Plumbing should use CPVC pipes from a reputable, ISI-marked brand (IS 15778) for both hot and cold lines, run concealed but with planned inspection access rather than packed invisibly into walls. Electrical should use copper conductors only — never aluminium for in-home wiring — sized with margin, and routed through oversized conduits so future rewiring doesn't mean breaking open finished walls.
Plumbing is the single hardest system to fix once a home is finished — every pipe is hidden behind plaster, tile or a slab. Get these right before anything gets sealed in.
Look for the IS 15778 mark on the pipe. CPVC tolerates continuous water temperatures up to roughly 93°C — far above standard PVC/uPVC's ~45–60°C limit — which is why it's the standard for both hot and cold supply lines in Indian homes today. Quality brands like Ashirvad carry service-life ratings of 50 years when installed correctly.
Pipes run inside walls or slabs should still have planned access — false-ceiling hatches or a riser shaft near major joints and shut-off valves — so a future leak doesn't mean breaking open a finished wall to find it.
In multi-storey homes, a dedicated shaft for plumbing risers — kept separate from electrical — makes inspection, repair and future upgrades dramatically easier, and protects finished walls from repeated breakage over the building's life.
Every concealed line should be pressure-tested (typically at around 1.5× operating pressure, held for a couple of hours) and left visible for inspection before tiling or plastering covers the work. This is the last point you can catch a leaking joint cheaply.
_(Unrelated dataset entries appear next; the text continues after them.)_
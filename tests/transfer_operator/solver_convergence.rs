// SPDX-FileCopyrightText: 2025-2026 Carlson Büth <code@cbueth.de>
//
// SPDX-License-Identifier: MIT OR Apache-2.0

use approx::assert_abs_diff_eq;
use ndarray::array;
use rand::SeedableRng;
use rand::rngs::StdRng;

use ulam_measure::BinningError;
use ulam_measure::estimators::approaches::binning::RectangularBinning;
use ulam_measure::estimators::approaches::transfer_operator::{
    SolverConfig, TransferMatrix, TransferOperator, TransitionInfo, invariant_measure,
};

fn matrix_of(ids: ndarray::Array1<i64>) -> TransferMatrix {
    let info = TransitionInfo::from_bin_ids(ids).unwrap();
    let mut rng = StdRng::seed_from_u64(0);
    TransferMatrix::from_transitions(&info, &mut rng)
}

#[test]
fn periodic_chain_needs_laziness() {
    // 1 -> 2 -> 3 -> 2 -> 1 ...: period two, stationary distribution [1/4, 1/2, 1/4]
    let m = matrix_of(array![1, 2, 3, 2, 1, 2, 3, 2, 1]);

    let plain = invariant_measure(&m, &SolverConfig::new()).unwrap();
    assert!(!plain.converged());
    assert_eq!(plain.iterations(), SolverConfig::new().max_iterations());

    let lazy = invariant_measure(&m, &SolverConfig::new().with_laziness(0.5)).unwrap();
    assert!(lazy.converged());
    let p = lazy.probabilities();
    assert_abs_diff_eq!(p[0], 0.25, epsilon = 1e-7);
    assert_abs_diff_eq!(p[1], 0.5, epsilon = 1e-7);
    assert_abs_diff_eq!(p[2], 0.25, epsilon = 1e-7);
}

#[test]
fn iteration_cap_reports_non_convergence() {
    let m = matrix_of(array![1, 1, 2, 1, 1, 2, 1]);
    let config = SolverConfig::new().with_max_iterations(1);
    let result = invariant_measure(&m, &config).unwrap();
    assert!(!result.converged());
    assert_eq!(result.iterations(), 1);
    assert!(result.residual() > config.tolerance());
    // The last iterate is still a probability vector.
    assert_abs_diff_eq!(result.probabilities().sum(), 1.0, epsilon = 1e-12);
    assert_abs_diff_eq!(result.probabilities()[0], 0.75, epsilon = 1e-12);
}

#[test]
fn converged_result_is_a_fixed_point() {
    let m = matrix_of(array![1, 2, 2, 3, 1, 3, 3, 2, 1, 1, 3, 2, 3, 1]);
    let result = invariant_measure(&m, &SolverConfig::new().with_tolerance(1e-12)).unwrap();
    assert!(result.converged());
    assert!(result.residual() < 1e-12);

    let p = result.probabilities();
    let mut next = ndarray::Array1::zeros(p.len());
    m.left_multiply_into(p, &mut next);
    for (a, b) in next.iter().zip(p.iter()) {
        assert_abs_diff_eq!(*a, *b, epsilon = 1e-10);
    }
}

#[test]
fn invalid_solver_settings_are_rejected_up_front() {
    for config in [
        SolverConfig::new().with_tolerance(-1.0),
        SolverConfig::new().with_tolerance(f64::NAN),
        SolverConfig::new().with_max_iterations(0),
        SolverConfig::new().with_laziness(-0.1),
        SolverConfig::new().with_laziness(1.0),
    ] {
        assert!(matches!(
            config.validate(),
            Err(BinningError::InvalidSolverConfig { .. })
        ));
        let est = TransferOperator::new(RectangularBinning::with_count(2))
            .with_solver_config(config);
        let mut rng = StdRng::seed_from_u64(5);
        assert!(matches!(
            est.estimate(&array![[0.1], [0.9], [0.4]], &mut rng),
            Err(BinningError::InvalidSolverConfig { .. })
        ));
    }
}

#[test]
fn solver_settings_can_be_swapped_without_re_encoding() {
    let x = array![[0.1], [0.6], [0.1], [0.6], [0.1], [0.6]];
    let mut rng = StdRng::seed_from_u64(8);
    let approx = TransferOperator::new(RectangularBinning::with_count(2))
        .approximate(&x, &mut rng)
        .unwrap();
    let stuck = approx.invariant_measure(&SolverConfig::new()).unwrap();
    // Uniform start is already stationary for the swap chain.
    assert!(stuck.converged());
    let lazy = approx
        .invariant_measure(&SolverConfig::new().with_laziness(0.3))
        .unwrap();
    assert!(lazy.converged());
    assert_abs_diff_eq!(lazy.probabilities()[0], 0.5, epsilon = 1e-9);
}
use ndarray::array;
use tracing_subscriber::EnvFilter;

use ulam_measure::estimators::ProbabilitiesEstimator;
use ulam_measure::estimators::partition::Partition;

fn main() {
    // Points outside the partition are reported at warn level
    let filter = EnvFilter::try_from_default_env()
        .unwrap_or_else(|_| EnvFilter::new("ulam_measure=warn"));
    tracing_subscriber::fmt().with_env_filter(filter).init();

    let data = array![
        [0.0, 0.0],
        [0.2, 0.7],
        [0.4, 0.1],
        [0.9, 0.3],
        [0.5, 0.5],
        [1.0, 1.0]
    ];

    // Precise binning: the maximum (1, 1) falls into the last bin
    let precise = Partition::value_binning(Partition::rectangular(2, true));
    let (probs, outcomes) = precise
        .probabilities_and_outcomes(&data)
        .expect("data is finite and non-empty");
    println!("Precise 2x2 grid:");
    for (corner, p) in outcomes.iter().zip(probs.iter()) {
        println!("  bin at {corner} -> {p:.4}");
    }

    // Fast binning: the maximum lies on the closing edge and is skipped with a warning
    let fast = Partition::value_binning(Partition::rectangular(2, false));
    let probs = fast.probabilities(&data).expect("some points are inside");
    println!("Fast 2x2 grid: {:?}", probs.as_array());

    // Fixed partition of the unit square, dense over all bins
    let fixed = Partition::fixed(0.0, 1.0, 4, 2, true).expect("valid range");
    let est = Partition::value_binning(fixed);
    let dense = est.all_probabilities(&data).expect("some points are inside");
    println!(
        "Fixed 4x4 grid: {} bins, {} unvisited",
        dense.len(),
        est.missing_outcomes(&data).expect("some points are inside")
    );
    println!("{:?}", dense.as_array().to_shape((4, 4)).expect("16 bins"));
}
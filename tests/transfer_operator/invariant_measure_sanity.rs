// SPDX-FileCopyrightText: 2025-2026 Carlson Büth <code@cbueth.de>
//
// SPDX-License-Identifier: MIT OR Apache-2.0

use approx::assert_abs_diff_eq;
use rand::SeedableRng;
use rand::rngs::StdRng;

use ulam_measure::estimators::ProbabilitiesEstimator;
use ulam_measure::estimators::approaches::binning::{FixedRectangularBinning, RectangularBinning};
use ulam_measure::estimators::approaches::transfer_operator::TransferOperator;
use ulam_measure::estimators::partition::Partition;

use crate::test_helpers::{generate_uniform_nd_data, logistic_orbit};

#[test]
fn logistic_map_measure_piles_up_at_the_edges() {
    // Invariant density of the fully chaotic logistic map is 1 / (pi sqrt(x (1 - x))).
    let x = logistic_orbit(20_000, 4.0, 0.1234);
    let mut rng = StdRng::seed_from_u64(42);
    let result = TransferOperator::new(RectangularBinning::with_count(10))
        .estimate(&x, &mut rng)
        .unwrap();
    assert!(result.converged());
    assert_eq!(result.bins().len(), 10);

    let prob_of = |id: i64| {
        let k = result.bins().iter().position(|&b| b == id).unwrap();
        result.probabilities()[k]
    };
    assert!(prob_of(1) > 2.0 * prob_of(5));
    assert!(prob_of(10) > 2.0 * prob_of(6));
    // Symmetric about 1/2.
    assert_abs_diff_eq!(prob_of(1), prob_of(10), epsilon = 0.02);
}

#[test]
fn measure_agrees_with_visit_frequencies() {
    let x = logistic_orbit(20_000, 4.0, 0.1234);
    let binning = RectangularBinning::with_count(10);

    let (freqs, _) = Partition::value_binning(binning.clone())
        .probabilities_and_outcomes(&x)
        .unwrap();
    let hist = Partition::value_binning(binning.clone());
    let encoder = hist.encoder(&x).unwrap();

    let mut rng = StdRng::seed_from_u64(7);
    let result = TransferOperator::new(binning)
        .estimate(&x, &mut rng)
        .unwrap();

    // Value-binning outcomes are in ascending id order, operator bins in first-visit order.
    let mut visited = result.bins().to_vec();
    visited.sort_unstable();
    assert_eq!(visited.len(), freqs.len());
    for (k, &id) in result.bins().iter().enumerate() {
        let rank = visited.iter().position(|&b| b == id).unwrap();
        assert_abs_diff_eq!(result.probabilities()[k], freqs[rank], epsilon = 1e-3);
    }
    assert_eq!(encoder.counts(), &[10]);
}

#[test]
fn iid_points_give_near_uniform_measure() {
    let x = generate_uniform_nd_data(20_000, 2, 11);
    let spec = FixedRectangularBinning::from_range(0.0, 1.0, 4, 2).unwrap();
    let mut rng = StdRng::seed_from_u64(0);
    let result = TransferOperator::new(spec).estimate(&x, &mut rng).unwrap();
    assert!(result.converged());
    assert_eq!(result.bins().len(), 16);
    for p in result.probabilities().iter() {
        assert_abs_diff_eq!(*p, 1.0 / 16.0, epsilon = 0.01);
    }
}

#[test]
fn outcomes_are_lower_corners_of_visited_bins() {
    let x = ndarray::array![[0.1, 0.1], [0.6, 0.1], [0.6, 0.6], [0.1, 0.1]];
    let spec = FixedRectangularBinning::from_range(0.0, 1.0, 2, 2).unwrap();
    let mut rng = StdRng::seed_from_u64(0);
    let (probs, outcomes) = TransferOperator::new(spec)
        .estimate(&x, &mut rng)
        .unwrap()
        .into_parts();
    // Cycle 1 -> 3 -> 4 -> 1 visits each bin equally often.
    assert_eq!(
        outcomes,
        vec![
            ndarray::array![0.0, 0.0],
            ndarray::array![0.5, 0.0],
            ndarray::array![0.5, 0.5]
        ]
    );
    for p in probs.iter() {
        assert_abs_diff_eq!(*p, 1.0 / 3.0, epsilon = 1e-9);
    }
}

#[test]
fn constant_trajectory_concentrates_on_one_bin() {
    let x = ndarray::array![[0.6, 0.6], [0.6, 0.6], [0.6, 0.6]];
    let mut rng = StdRng::seed_from_u64(0);
    let result = Partition::transfer_operator(Partition::rectangular(10, true))
        .estimate(&x, &mut rng)
        .unwrap();
    assert!(result.converged());
    assert_eq!(result.bins(), &[1]);
    assert_abs_diff_eq!(result.probabilities()[0], 1.0, epsilon = 1e-12);
    assert_eq!(result.outcomes(), &[ndarray::array![0.6, 0.6]]);
}

#[test]
fn fixed_point_orbit_of_the_logistic_map() {
    // r = 2 keeps x = 1/2 fixed, so the derived axis has zero extent.
    let x = logistic_orbit(50, 2.0, 0.5);
    let mut rng = StdRng::seed_from_u64(0);
    let result = TransferOperator::new(RectangularBinning::with_count(5))
        .estimate(&x, &mut rng)
        .unwrap();
    assert_eq!(result.bins().len(), 1);
    assert_abs_diff_eq!(result.probabilities()[0], 1.0, epsilon = 1e-12);
}
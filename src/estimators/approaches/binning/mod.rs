// SPDX-FileCopyrightText: 2025-2026 Carlson Büth <code@cbueth.de>
//
// SPDX-License-Identifier: MIT OR Apache-2.0

// Rectangular binning module: bin specifications, the point <-> bin-id encoder
// and the histogram (value binning) estimator built on it.

pub mod binning;
pub mod binning_utils;
pub mod encoder;
pub mod value_binning;

pub use binning::{BinGrid, BinRule, BinSpecification, FixedRectangularBinning, Provenance, RectangularBinning};
pub use encoder::{OUT_OF_RANGE, RectangularBinEncoder};
pub use value_binning::ValueBinning;
// SPDX-FileCopyrightText: 2025-2026 Carlson Büth <code@cbueth.de>
//
// SPDX-License-Identifier: MIT OR Apache-2.0

//! Error types for partition construction, encoding and invariant-measure estimation.

/// Error type for all fallible operations in the crate.
#[derive(Debug, Clone, PartialEq, thiserror::Error)]
pub enum BinningError {
    /// Returned when a bin count is zero.
    #[error("invalid bin count on axis {axis}: {count} (must be >= 1)")]
    InvalidBinCount {
        /// Axis the count applies to.
        axis: usize,
        /// The invalid count.
        count: usize,
    },

    /// Returned when a bin width is non-finite or non-positive.
    #[error("invalid bin width on axis {axis}: {width} (must be finite and > 0)")]
    InvalidBinWidth {
        /// Axis the width applies to.
        axis: usize,
        /// The invalid width.
        width: f64,
    },

    /// Returned when per-axis edges are malformed.
    #[error("invalid edges on axis {axis}: {reason}")]
    InvalidEdges {
        /// Axis the edges belong to.
        axis: usize,
        /// Description of the problem.
        reason: String,
    },

    /// Returned when the data dimensionality disagrees with the partition.
    #[error("dimension mismatch: partition has {expected} axes, data has {got}")]
    DimensionMismatch {
        /// Dimension of the partition.
        expected: usize,
        /// Dimension of the data.
        got: usize,
    },

    /// Returned when there are too few points.
    #[error("insufficient data: got {n} points, need at least {min}")]
    InsufficientData {
        /// Number of points provided.
        n: usize,
        /// Minimum required.
        min: usize,
    },

    /// Returned when input data is empty.
    #[error("input data is empty")]
    EmptyData,

    /// Returned when a data-derived partition sees NaN or infinity.
    #[error("input data contains non-finite values")]
    NonFiniteData,

    /// Returned when decoding an identifier outside the partition.
    #[error("invalid bin id {id} (must be in 1..={total})")]
    InvalidBinId {
        /// The invalid identifier.
        id: i64,
        /// Number of bins in the partition.
        total: usize,
    },

    /// Returned when the number of bins does not fit the identifier type.
    #[error("partition has too many bins to index")]
    TooManyBins,

    /// Returned when solver parameters are out of range.
    #[error("invalid solver configuration: {reason}")]
    InvalidSolverConfig {
        /// Description of the problem.
        reason: String,
    },

    /// Returned when no point of a trajectory lies inside the partition.
    #[error("no point of the {n} given points falls inside the partition")]
    NoVisitedBins {
        /// Number of points provided.
        n: usize,
    },

    /// Returned when a probability vector is malformed.
    #[error("invalid probabilities: {reason}")]
    InvalidProbabilities {
        /// Description of the problem.
        reason: String,
    },
}

/// Crate-wide result alias.
pub type Result<T> = std::result::Result<T, BinningError>;
// SPDX-FileCopyrightText: 2025-2026 Carlson Büth <code@cbueth.de>
//
// SPDX-License-Identifier: MIT OR Apache-2.0

use ndarray::{Array1, ArrayView1};

use crate::error::Result;
use crate::estimators::approaches::common_nd::dataset::PointData;
use crate::estimators::probabilities::Probabilities;

/// Bijection between points and integer outcome identifiers.
pub trait Encoding {
    /// Identifier of the bin containing `point`, or the out-of-range sentinel.
    fn encode(&self, point: ArrayView1<'_, f64>) -> i64;

    /// Representative point of outcome `id`.
    fn decode(&self, id: i64) -> Result<Array1<f64>>;

    /// Number of outcomes the encoding can produce.
    fn total_outcomes(&self) -> usize;
}

/// Interface for estimators that turn a point set into a probability vector over outcomes.
///
/// The probabilities and outcomes are aligned by position. External entropy layers consume
/// the [`Probabilities`] alone.
pub trait ProbabilitiesEstimator {
    /// Compute the probabilities and the matching outcome coordinates.
    fn probabilities_and_outcomes<'a>(
        &self,
        data: impl Into<PointData<'a>>,
    ) -> Result<(Probabilities, Vec<Array1<f64>>)>;

    /// Compute the probabilities only.
    fn probabilities<'a>(&self, data: impl Into<PointData<'a>>) -> Result<Probabilities> {
        self.probabilities_and_outcomes(data).map(|(p, _)| p)
    }
}
use crate::error::Result;
use crate::estimators::approaches::binning::{
    BinSpecification, FixedRectangularBinning, RectangularBinEncoder, RectangularBinning,
    ValueBinning,
};
use crate::estimators::approaches::common_nd::dataset::PointData;
use crate::estimators::approaches::transfer_operator::TransferOperator;

/// Partition-based estimation methods
///
/// This struct provides static methods for creating rectangular partitions and the
/// estimators built on them.
pub struct Partition;

impl Partition {
    /// Creates a data-derived partition with `count` bins along every axis
    ///
    /// # Arguments
    ///
    /// * `count` - Number of bins per axis
    /// * `precise` - Whether the data maximum is guaranteed to fall inside the last bin
    pub fn rectangular(count: usize, precise: bool) -> RectangularBinning {
        RectangularBinning::with_count(count).with_precise(precise)
    }

    /// Creates a fixed partition of `[min, max]^dimension` into `n_bins` bins per axis
    ///
    /// # Errors
    ///
    /// Fails if `n_bins` is zero or `min >= max`.
    pub fn fixed(
        min: f64,
        max: f64,
        n_bins: usize,
        dimension: usize,
        precise: bool,
    ) -> Result<FixedRectangularBinning> {
        Ok(FixedRectangularBinning::from_range(min, max, n_bins, dimension)?.with_precise(precise))
    }

    /// Creates the encoder a specification resolves to for `data`
    pub fn encoder<'a>(
        binning: impl Into<BinSpecification>,
        data: impl Into<PointData<'a>>,
    ) -> Result<RectangularBinEncoder> {
        RectangularBinEncoder::from_data(&binning.into(), data)
    }

    /// Creates a histogram (value binning) probabilities estimator
    pub fn value_binning(binning: impl Into<BinSpecification>) -> ValueBinning {
        ValueBinning::new(binning)
    }

    /// Creates a transfer-operator invariant-measure estimator with default solver settings
    pub fn transfer_operator(binning: impl Into<BinSpecification>) -> TransferOperator {
        TransferOperator::new(binning)
    }
}
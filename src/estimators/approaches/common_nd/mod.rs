// SPDX-FileCopyrightText: 2025-2026 Carlson Büth <code@cbueth.de>
//
// SPDX-License-Identifier: MIT OR Apache-2.0

// Common N-D point handling shared by the partition-based estimators (binning, transfer operator)

pub mod dataset;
CPVC has replaced GI for almost all concealed indoor water supply — but GI and MS pipes still have a clear place in a home build.
| Application | Recommended Pipe | Why |
|---|---|---|
| Concealed hot & cold water supply | CPVC (Ashirvad) | Handles hot water, won't rust, no metallic taste, 50-year service life |
| Overhead tank stand / structural support | GI or MS Pipe | Mechanical strength for structural framing |
| Borewell column / casing support | UPVC Column Pipe / GI | See our Borewell Guide → |
| Gates, railings & fabrication work | MS Pipe | Weldable, rigid, cost-effective for fabrication |
| Exposed outdoor / fire-line application | GI Pipe | Mechanical strength matters more than water taste here |
The column pipe is the vertical pipe inside the borewell that carries water from the pump to the surface. Wrong choice means a stuck pump or pipe failure underground — at extreme cost to retrieve.
Ashirvad UPVC column pipes are ISO 9001:2015 certified, rated specifically for submersible pumps, and are the standard recommendation for Hyderabad borewells between 100–500 ft depth.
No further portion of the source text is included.